1978 science fantasy novel by Lin Carter

Renegade of Callisto is a science fantasy novel by American writer Lin Carter, the eighth and last in his Callisto series. It was first published in paperback by Dell Books in August 1978, and reprinted once, in November of the same year. A tribute to Edgar Rice Burroughs's The Chessmen of Mars, the book introduces the game of Darza, Carter's equivalent of Jetan (Martian Chess). An appendix ("Darza, The Chess Game of Callisto") details the rules.

==Plot summary==
In the final adventure set on the Jovian moon Callisto, or Thanator, three comrades of series hero Jandar are lost in a damaged airship. Jungle boy Taran, Yathoon warrior Koja and their pet othode Fido, drift away from the city of Shondakar into the plains ruled by the insectoid Yathoon hordes.

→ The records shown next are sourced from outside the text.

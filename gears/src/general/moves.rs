/*
 *  Gears, a collection of board games.
 *  Copyright (C) 2024 ToTheAnd
 *
 *  Gears is free software: you can redistribute it and/or modify
 *  it under the terms of the GNU General Public License as published by
 *  the Free Software Foundation, either version 3 of the License, or
 *  (at your option) any later version.
 *
 *  Gears is distributed in the hope that it will be useful,
 *  but WITHOUT ANY WARRANTY; without even the implied warranty of
 *  MERCHANTABILITY or FITNESS FOR A PARTICULAR PURPOSE. See the
 *  GNU General Public License for more details.
 *
 *  You should have received a copy of the GNU General Public License
 *  along with Gears. If not, see <https://www.gnu.org/licenses/>.
 */

use crate::general::board::Board;
use crate::general::common::Res;
use anyhow::bail;
use arbitrary::Arbitrary;
use num::PrimInt;
use std::fmt;
use std::fmt::{Debug, Display, Formatter};
use std::hash::Hash;

/// Statically known properties of a move.
/// Many games don't have a distinction between legal and pseudolegal moves, so those moves are always `Legal`.
/// In some contexts, such as when loading a move from the TT, it's unknown whether this is actually a pseudolegal move
/// for the given position, which is why such a move is represented as a `Untrusted<Move>`.
/// Note that legality depends on the position and can't be statically enforced; incorrectly assuming (pseudo)legality
/// usually results in a panic when playing the move, although *there is no guarantee given; the behavior is unspecified*.
#[derive(Debug, Copy, Clone, Eq, PartialEq, Arbitrary)]
pub enum Legality {
    PseudoLegal,
    Legal,
}

#[derive(Debug, Eq, PartialEq, Copy, Clone)]
pub enum ExtendedFormat {
    Standard,
    Alternative,
}

/// A `Move` implementation uniquely describes a (pseudolegal) move in a given position. It may not store not enough
/// information to reconstruct the move without the position.
/// All `Move` functions that take a `Board` parameter assume that the move is pseudolegal for the given board
/// unless otherwise noted. [`UntrustedMove`] should be used when it's not clear that a move is pseudolegal.
pub trait Move<B: Board>:
    Eq + Copy + Clone + Debug + Default + Hash + Send + Sync + for<'a> Arbitrary<'a>
where
    B: Board<Move = Self>,
{
    type Underlying: PrimInt + Into<u64>;

    fn is_null(self) -> bool {
        self == Self::default()
    }

    /// For games with legal movegen, this should return `Legal`, for games with pseudo-legal movegen this should return
    /// `PseudoLegal`. Note that legality depends on the move and the position, which means the result of this function
    /// is not a statically guaranteed property and instead a promise that depends on correct usage.
    /// If pseudolegality can't be expected, [`UntrustedMove`] should be used to wrap the move.
    fn legality() -> Legality;

    /// From which square does the piece move?
    /// When this doesn't make sense, such as for m,n,k games, return some default value, such as `no_coordinates()`
    fn src_square_in(self, pos: &B) -> Option<B::Coordinates>;

    /// To which square does the piece move / get placed.
    fn dest_square_in(self, pos: &B) -> B::Coordinates;

    /// Tactical moves can drastically change the position and are often searched first, such as captures and queen or
    /// knight promotions in chess. Always returning `false` is a valid choice.
    fn is_tactical(self, board: &B) -> bool;

    /// Compact text representation is used by UGI, e.g. for chess it's `<to><from><promo_piece_if_present>`.
    /// Takes a [`Board`] parameter because some move types may not store enough information to be printed in a human-readable
    /// way without that.
    /// Similarly, the compact text representation may not store enough information to reconstruct a `Move`
    /// without using a `Board`.
    /// This method **must not panic** for illegal moves.
    /// Moves that don't need a board to be printed should implement the `Display` trait.
    fn format_compact(self, f: &mut Formatter<'_>, _board: &B) -> fmt::Result;

    /// Returns a longer representation of the move that may require the board, such as long algebraic notation
    /// Implementations of this trait *may* choose to ignore the board and to not require pseudolegality.
    fn format_extended(
        self,
        f: &mut Formatter<'_>,
        board: &B,
        _format: ExtendedFormat,
    ) -> fmt::Result {
        self.format_compact(f, board)
    }

    /// Returns a formatter object that implements `Display` such that it prints the result of `to_compact_text`.
    fn compact_formatter(self, pos: &B) -> CompactFormatter<B> {
        CompactFormatter { pos, mov: self }
    }

    /// Returns a formatter object that implements `Display` such that it prints the result of `to_extended_text`.
    /// Like [`self.format_extended`], an implementation *may* choose to not require pseudolegality.
    fn extended_formatter(self, pos: &B, format: ExtendedFormat) -> ExtendedFormatter<B> {
        ExtendedFormatter {
            pos,
            mov: self,
            format,
        }
    }

    /// A convenience method based on `format_extended` that returns a `String`.
    fn to_extended_text(self, board: &B, format: ExtendedFormat) -> String {
        self.extended_formatter(board, format).to_string()
    }

    /// Parse a compact text representation emitted by `to_compact_text`, such as the one used by UCI.
    /// Returns the remaining input.
    /// Needs to ensure that the move is at least pseudolegal.
    fn parse_compact_text<'a>(s: &'a str, board: &B) -> Res<(&'a str, B::Move)>;

    /// Parse a compact text representation emitted by `to_compact_text`, such as the one used by UCI.
    /// Returns an error unless the entire input has been consumed.
    /// Needs to ensure that the move is at least pseudolegal.
    fn from_compact_text(s: &str, board: &B) -> Res<B::Move> {
        let (remaining, parsed) = Self::parse_compact_text(s, board)?;
        if !remaining.is_empty() {
            bail!(
                "Additional input after move {0}: '{1}'",
                parsed.compact_formatter(board),
                remaining
            );
        }
        Ok(parsed)
    }

    /// Parse a longer text representation emitted by `format_extended`, such as long algebraic notation.
    /// May optionally also parse additional notation, such as short algebraic notation.
    /// Needs to ensure that the move is at least pseudolegal. Returns the remaining input.
    fn parse_extended_text<'a>(s: &'a str, board: &B) -> Res<(&'a str, B::Move)>;

    /// Parse a longer text representation emitted by `format_extended`, such as long algebraic notation.
    /// May optionally also parse additional notation, such as short algebraic notation.
    /// Needs to ensure that the move is at least pseudolegal.
    /// Returns an error unless the entire input has been consumed.
    fn from_extended_text(s: &str, board: &B) -> Res<B::Move> {
        let (remaining, parsed) = Self::parse_extended_text(s, board)?;
        if !remaining.is_empty() {
            bail!(
                "Additional input after move {0}: '{1}'",
                parsed.compact_formatter(board),
                remaining
            );
        }
        Ok(parsed)
    }

    /// Parse a text representation of the move. This may be the same as `from_compact_text`
    /// or may use a different notation, such as standard algebraic notation in chess.
    /// This is supposed to be used whenever the move format is unknown, such as when the user enters a move, and therefore
    /// should handle as many different cases as possible, but always needs to handle the compact text representation.
    /// Like all move parsing functions, this function needs to ensure that the move is pseudolegal in the current position.
    fn from_text(s: &str, board: &B) -> Res<B::Move> {
        match B::Move::from_extended_text(s, board) {
            Ok(m) => Ok(m),
            Err(e) => {
                if let Ok(m) = B::Move::from_compact_text(s, board) {
                    if board.is_move_pseudolegal(m) {
                        return Ok(m);
                    }
                }
                Err(e)
            }
        }
    }

    /// Load the move from its raw underlying integer representation, the inverse of `to_underlying`.
    /// Does not take a `Board` and therefore does not ensure pseudolegality.
    fn from_u64_unchecked(val: u64) -> UntrustedMove<B>;

    /// Serialize this move into an internal integer representation.
    /// Typically, this function behaves like a `transmute`, i.e.,
    /// it simply returns the internal representation as an appropriately-sized integer,
    /// but this is not a strict requirement.
    fn to_underlying(self) -> Self::Underlying;
}

#[derive(Debug, Copy, Clone)]
pub struct CompactFormatter<'a, B: Board> {
    pos: &'a B,
    mov: B::Move,
}

impl<'a, B: Board> Display for CompactFormatter<'a, B> {
    fn fmt(&self, f: &mut Formatter<'_>) -> fmt::Result {
        self.mov.format_compact(f, self.pos)
    }
}

#[derive(Debug, Copy, Clone)]
pub struct ExtendedFormatter<'a, B: Board> {
    pos: &'a B,
    mov: B::Move,
    format: ExtendedFormat,
}

impl<B: Board> Display for ExtendedFormatter<'_, B> {
    fn fmt(&self, f: &mut Formatter<'_>) -> fmt::Result {
        if self.mov == B::Move::default() {
            write!(f, "0000")
        } else {
            self.mov.format_extended(f, &self.pos, self.format)
        }
    }
}

/// A wrapper type that statically denotes that the wrapped move is not trusted to be (pseudo)legal in the context
/// where it is expected to be used. For example, moves generated through normal movegen functions should always be at least
/// pseudolegal for the given position, but a move loaded from the TT may not be pseudolegal, which is why it's wrapped
/// in this struct.
#[derive(Debug, Default, Copy, Clone, Eq, PartialEq, Hash)]
#[must_use]
#[repr(transparent)]
pub struct UntrustedMove<B: Board>(B::Move);

impl<B: Board> Display for UntrustedMove<B>
where
    B::Move: Display,
{
    fn fmt(&self, f: &mut Formatter<'_>) -> fmt::Result {
        <B::Move as Display>::fmt(&self.0, f)
    }
}

impl<B: Board> UntrustedMove<B> {
    pub fn from_move(mov: B::Move) -> Self {
        Self(mov)
    }

    pub fn check_pseudolegal(self, pos: &B) -> Option<B::Move> {
        if pos.is_move_pseudolegal(self.0) {
            Some(self.0)
        } else {
            None
        }
    }

    pub fn check_legal(&self, pos: &B) -> Option<B::Move> {
        if pos.is_move_legal(self.0) {
            Some(self.0)
        } else {
            None
        }
    }

    pub fn trust_unchecked(self) -> B::Move {
        self.0
    }

    pub fn to_underlying(self) -> <B::Move as Move<B>>::Underlying {
        self.0.to_underlying()
    }
}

Taken captive by one of the hordes, they meet fellow prisoner Xara, princess of Ganatol, waylaid on her way to Shondakar to secure an alliance against the mercantile Perushtar city-states.

Koja and Borak, another Yathoon prisoner, escape and find sanctuary with Koja's own horde, while Taran and Xara are saved by another airship sent by Jandar to locate the missing protagonists. Xara falls in love with Vandar, the ship's captain. Unfortunately, rescued and rescuers are quickly retaken by the Yathoon and carried away to Sargol, the hidden capital of all the insectoid hordes.

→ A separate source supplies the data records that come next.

//! Scoreboard and pair statistics. Grounded on
//! `original_source/src/matchmaking/stats.hpp`'s `Stats` struct: plain
//! win/loss/draw counters plus six pentanomial pair-outcome bins, with an
//! `operator~()` that inverts the struct into the other player's frame
//! of reference.

use crate::data::PairKey;
use serde::{Deserialize, Serialize};
use std::collections::HashMap;

/// Trinomial + pentanomial counters for one ordered pair of engines
/// (first-named vs second-named in the owning [`PairKey`]).
#[derive(Debug, Copy, Clone, Default, PartialEq, Eq, Serialize, Deserialize)]
pub struct PairStats {
    pub wins: u64,
    pub losses: u64,
    pub draws: u64,
    /// win-win, win-draw, win-loss, draw-draw, loss-draw, loss-loss pair
    /// outcomes across the two games of a round with reversed colors.
    pub penta_ww: u64,
    pub penta_wd: u64,
    pub penta_wl: u64,
    pub penta_dd: u64,
    pub penta_ld: u64,
    pub penta_ll: u64,
}

impl PairStats {
    pub fn add_game(&mut self, first_won: bool, first_lost: bool) {
        if first_won {
            self.wins += 1;
        } else if first_lost {
            self.losses += 1;
        } else {
            self.draws += 1;
        }
    }

    /// Folds in one pentanomial outcome bin, classified from the *pair*
    /// of individual game results (each in {0, 0.5, 1}) that the
    /// canonical-first engine scored across the round's two games — not
    /// from their sum, which can't distinguish `{W,L}` (sum 1.0) from
    /// `{D,D}` (sum 1.0). Order between the two games doesn't matter:
    /// the unordered multiset of the two scores is what the six bins
    /// key off (distilled spec §4.7/§8).
    pub fn add_pair(&mut self, first_game: f32, second_game: f32) {
        let (lo, hi) = if first_game <= second_game { (first_game, second_game) } else { (second_game, first_game) };
        if lo == 1.0 && hi == 1.0 {
            self.penta_ww += 1;
        } else if lo == 0.5 && hi == 1.0 {
            self.penta_wd += 1;
        } else if lo == 0.0 && hi == 1.0 {
            self.penta_wl += 1;
        } else if lo == 0.5 && hi == 0.5 {
            self.penta_dd += 1;
        } else if lo == 0.0 && hi == 0.5 {
            self.penta_ld += 1;
        } else {
            self.penta_ll += 1;
        }
    }

    pub fn total_games(&self) -> u64 {
        self.wins + self.losses + self.draws
    }

    pub fn total_pairs(&self) -> u64 {
        self.penta_ww + self.penta_wd + self.penta_wl + self.penta_dd + self.penta_ld + self.penta_ll
    }

    /// The view of these statistics from the other engine's perspective:
    /// wins and losses swap, `WW`/`LL` swap, `WD`/`LD` swap; `WL` and
    /// `DD` are each self-symmetric in the flipped frame and stay put,
    /// exactly mirroring `Stats::operator~()`.
    pub fn invert(&self) -> PairStats {
        PairStats {
            wins: self.losses,
            losses: self.wins,
            draws: self.draws,
            penta_ww: self.penta_ll,
            penta_ll: self.penta_ww,
            penta_wd: self.penta_ld,
            penta_ld: self.penta_wd,
            penta_wl: self.penta_wl,
            penta_dd: self.penta_dd,
        }
    }
}

impl std::ops::Add for PairStats {
    type Output = PairStats;

    fn add(self, rhs: PairStats) -> PairStats {
        PairStats {
            wins: self.wins + rhs.wins,
            losses: self.losses + rhs.losses,
            draws: self.draws + rhs.draws,
            penta_ww: self.penta_ww + rhs.penta_ww,
            penta_wd: self.penta_wd + rhs.penta_wd,
            penta_wl: self.penta_wl + rhs.penta_wl,
            penta_dd: self.penta_dd + rhs.penta_dd,
            penta_ld: self.penta_ld + rhs.penta_ld,
            penta_ll: self.penta_ll + rhs.penta_ll,
        }
    }
}

/// Aggregate scoreboard across every engine pair in the tournament, plus
/// a JSON-serializable snapshot for the autosave feature (distilled spec
/// §6's "persisted snapshot"; `stats.hpp`'s
/// `NLOHMANN_DEFINE_TYPE_NON_INTRUSIVE_ORDERED_JSON`).
#[derive(Debug, Default, Serialize, Deserialize)]
pub struct Scoreboard {
    #[serde(with = "pair_map_serde")]
    pairs: HashMap<PairKey, PairStats>,
}

impl Scoreboard {
    pub fn new() -> Self {
        Self::default()
    }

    /// Records one played game. `engine_a`/`engine_b` are the white/black
    /// engine names as actually assigned for this game; stats are always
    /// stored keyed by the pair's canonical (sorted) order, inverted on
    /// read if the canonical first engine was black this game.
    pub fn record_game(&mut self, white: &str, black: &str, white_score: f32) {
        let (key, swapped) = PairKey::new(white, black);
        let stats = self.pairs.entry(key).or_default();
        let (first_score, second_score) = if swapped {
            (1.0 - white_score, white_score)
        } else {
            (white_score, 1.0 - white_score)
        };
        let first_won = first_score > 0.5;
        let first_lost = first_score < 0.5;
        stats.add_game(first_won, first_lost);
    }

    /// Records a completed round-pair (two games between the same two
    /// engines with colors swapped) as one pentanomial outcome.
    /// `a_game1`/`a_game2` are `engine_a`'s individual score (0/0.5/1) in
    /// each of the round's two games, in the order they were played.
    pub fn record_pair(&mut self, engine_a: &str, engine_b: &str, a_game1: f32, a_game2: f32) {
        let (key, swapped) = PairKey::new(engine_a, engine_b);
        let stats = self.pairs.entry(key).or_default();
        if swapped {
            stats.add_pair(1.0 - a_game1, 1.0 - a_game2);
        } else {
            stats.add_pair(a_game1, a_game2);
        }
    }

    /// Stats for `engine` against `opponent`, from `engine`'s point of
    /// view regardless of which one is stored canonically-first.
    pub fn get(&self, engine: &str, opponent: &str) -> PairStats {
        let (key, swapped) = PairKey::new(engine, opponent);
        let stats = self.pairs.get(&key).copied().unwrap_or_default();
        if swapped {
            stats.invert()
        } else {
            stats
        }
    }

    /// Every recorded pair and its stats, canonical-first order, for the
    /// final tournament report.
    pub fn iter(&self) -> impl Iterator<Item = (&PairKey, &PairStats)> {
        self.pairs.iter()
    }

    pub fn to_json(&self) -> serde_json::Result<String> {
        serde_json::to_string_pretty(self)
    }

    pub fn from_json(s: &str) -> serde_json::Result<Self> {
        serde_json::from_str(s)
    }
}

mod pair_map_serde {
    use super::PairStats;
    use crate::data::PairKey;
    use serde::{Deserialize, Deserializer, Serialize, Serializer};
    use std::collections::HashMap;

    #[derive(Serialize, Deserialize)]
    struct Entry {
        first: String,
        second: String,
        stats: PairStats,
    }

    pub fn serialize<S: Serializer>(
        map: &HashMap<PairKey, PairStats>,
        s: S,
    ) -> Result<S::Ok, S::Error> {
        let entries: Vec<Entry> = map
            .iter()
            .map(|(k, v)| Entry { first: k.0.clone(), second: k.1.clone(), stats: *v })
            .collect();
        entries.serialize(s)
    }

    pub fn deserialize<'de, D: Deserializer<'de>>(
        d: D,
    ) -> Result<HashMap<PairKey, PairStats>, D::Error> {
        let entries = Vec::<Entry>::deserialize(d)?;
        Ok(entries.into_iter().map(|e| (PairKey(e.first, e.second), e.stats)).collect())
    }
}

#[cfg(test)]
mod tests {
    use super::*;

    #[test]
    fn add_pair_distinguishes_win_loss_from_draw_draw() {
        let mut stats = PairStats::default();
        stats.add_pair(1.0, 0.0); // {W, L}
        stats.add_pair(0.5, 0.5); // {D, D}
        assert_eq!(stats.penta_wl, 1);
        assert_eq!(stats.penta_dd, 1);
        assert_eq!(stats.total_pairs(), 2);
    }

    #[test]
    fn record_pair_classifies_every_bin_from_individual_game_scores() {
        let mut board = Scoreboard::new();
        board.record_pair("A", "B", 1.0, 1.0);
        board.record_pair("A", "B", 1.0, 0.5);
        board.record_pair("A", "B", 1.0, 0.0);
        board.record_pair("A", "B", 0.5, 0.5);
        board.record_pair("A", "B", 0.5, 0.0);
        board.record_pair("A", "B", 0.0, 0.0);
        let stats = board.get("A", "B");
        assert_eq!(stats.penta_ww, 1);
        assert_eq!(stats.penta_wd, 1);
        assert_eq!(stats.penta_wl, 1);
        assert_eq!(stats.penta_dd, 1);
        assert_eq!(stats.penta_ld, 1);
        assert_eq!(stats.penta_ll, 1);
        assert_eq!(stats.total_pairs(), 6);
    }

    #[test]
    fn invert_swaps_wins_losses_and_outer_pentanomial_bins() {
        let stats = PairStats {
            wins: 5,
            losses: 2,
            draws: 1,
            penta_ww: 3,
            penta_wd: 2,
            penta_wl: 1,
            penta_dd: 4,
            penta_ld: 1,
            penta_ll: 0,
        };
        let inv = stats.invert();
        assert_eq!(inv.wins, 2);
        assert_eq!(inv.losses, 5);
        assert_eq!(inv.draws, 1);
        assert_eq!(inv.penta_ww, 0);
        assert_eq!(inv.penta_ll, 3);
        assert_eq!(inv.penta_wd, 1);
        assert_eq!(inv.penta_ld, 2);
        assert_eq!(inv.penta_wl, 1);
        assert_eq!(inv.penta_dd, 4);
    }

    #[test]
    fn scoreboard_symmetry_regardless_of_name_order() {
        let mut board = Scoreboard::new();
        board.record_game("Alpha", "Zeta", 1.0);
        board.record_game("Zeta", "Alpha", 0.0);
        let from_alpha = board.get("Alpha", "Zeta");
        let from_zeta = board.get("Zeta", "Alpha");
        assert_eq!(from_alpha.wins, from_zeta.losses);
        assert_eq!(from_alpha.losses, from_zeta.wins);
    }

    #[test]
    fn json_round_trip() {
        let mut board = Scoreboard::new();
        board.record_game("A", "B", 1.0);
        let json = board.to_json().unwrap();
        let restored = Scoreboard::from_json(&json).unwrap();
        assert_eq!(board.get("A", "B"), restored.get("A", "B"));
    }
}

Koja, who has reassumed the leadership he once held over his own horde, is there as well. He challenges the Yathoon emperor to a duel for the right to rule the combined hordes. The contest takes the form of a game of Darza (Thanatorian chess), utilizing as pieces live players who must fight to the death. Taran, Xara and Valkar become some of Koja's "pieces."

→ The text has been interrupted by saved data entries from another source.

#[cfg(test)]

mod common {
    use crate::general::common::*;

    #[test]
    fn test_pop_lsb64() {
        let mut i = 0x123;
        assert_eq!(pop_lsb64(&mut i), 0);
        assert_eq!(i, 0x122);
        assert_eq!(pop_lsb64(&mut i), 1);
        assert_eq!(i, 0x120);
        assert_eq!(pop_lsb64(&mut i), 5);
        assert_eq!(i, 0x100);
        assert_eq!(pop_lsb64(&mut i), 8);
        assert_eq!(i, 0);
    }

    #[test]
    fn test_pop_lsb128() {
        let mut i: u128 = 0xa800_0000_0000_0000_0000_0000_0001;
        assert_eq!(pop_lsb128(&mut i), 0);
        assert_eq!(i, 0xa800_0000_0000_0000_0000_0000_0000);
        assert_eq!(pop_lsb128(&mut i), 13 * 8 + 3);
        assert_eq!(i, 0xa000_0000_0000_0000_0000_0000_0000);
        assert_eq!(pop_lsb128(&mut i), 13 * 8 + 5);
        assert_eq!(i, 0x8000_0000_0000_0000_0000_0000_0000);
        assert_eq!(pop_lsb128(&mut i), 13 * 8 + 7);
        assert_eq!(i, 0);
    }
}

The game is interrupted by Fido and other othodes, and Koja and the emperor end up fighting singly. Koja is triumphant, becoming the new emperor of the hordes, and his human companions are saved. Jandar shows up in the denouement to help celebrate and take the protagonists home to Shondakar.

==Unwritten sequels==
In his introduction to Callisto, Volume I (2001), the ebook edition of the first two Callisto novels, John Gregory Betancourt, adopting Carter's teasing pretense that the books represent the true memoirs of protagonist Jonathan Dark, alleges the existence of further Dark manuscripts, including one titled The Ice Kingdom of Callisto, left in the hands of Carter's literary executor, Robert M. Price. Price himself notes elsewhere that Carter actually did project seven additional volumes in the series with the working titles Sword-Master of Callisto, Xara of Callisto, Warrior Girl of Callisto, Ice Kingdom of Callisto, Kaldar of Callisto, Lost Prince of Callisto, and Zamara of Callisto. He gives no indication any of these were actually written, however, or even plotted in any detail past Sword-Master.

==Reception==
According to Den Valdron, assessing the series in ERBzine, "it reads as inferior Barsoom." Renegade he views as "somewhat of a recovery" from the previous two weak entries, and finds it "acceptable, even good."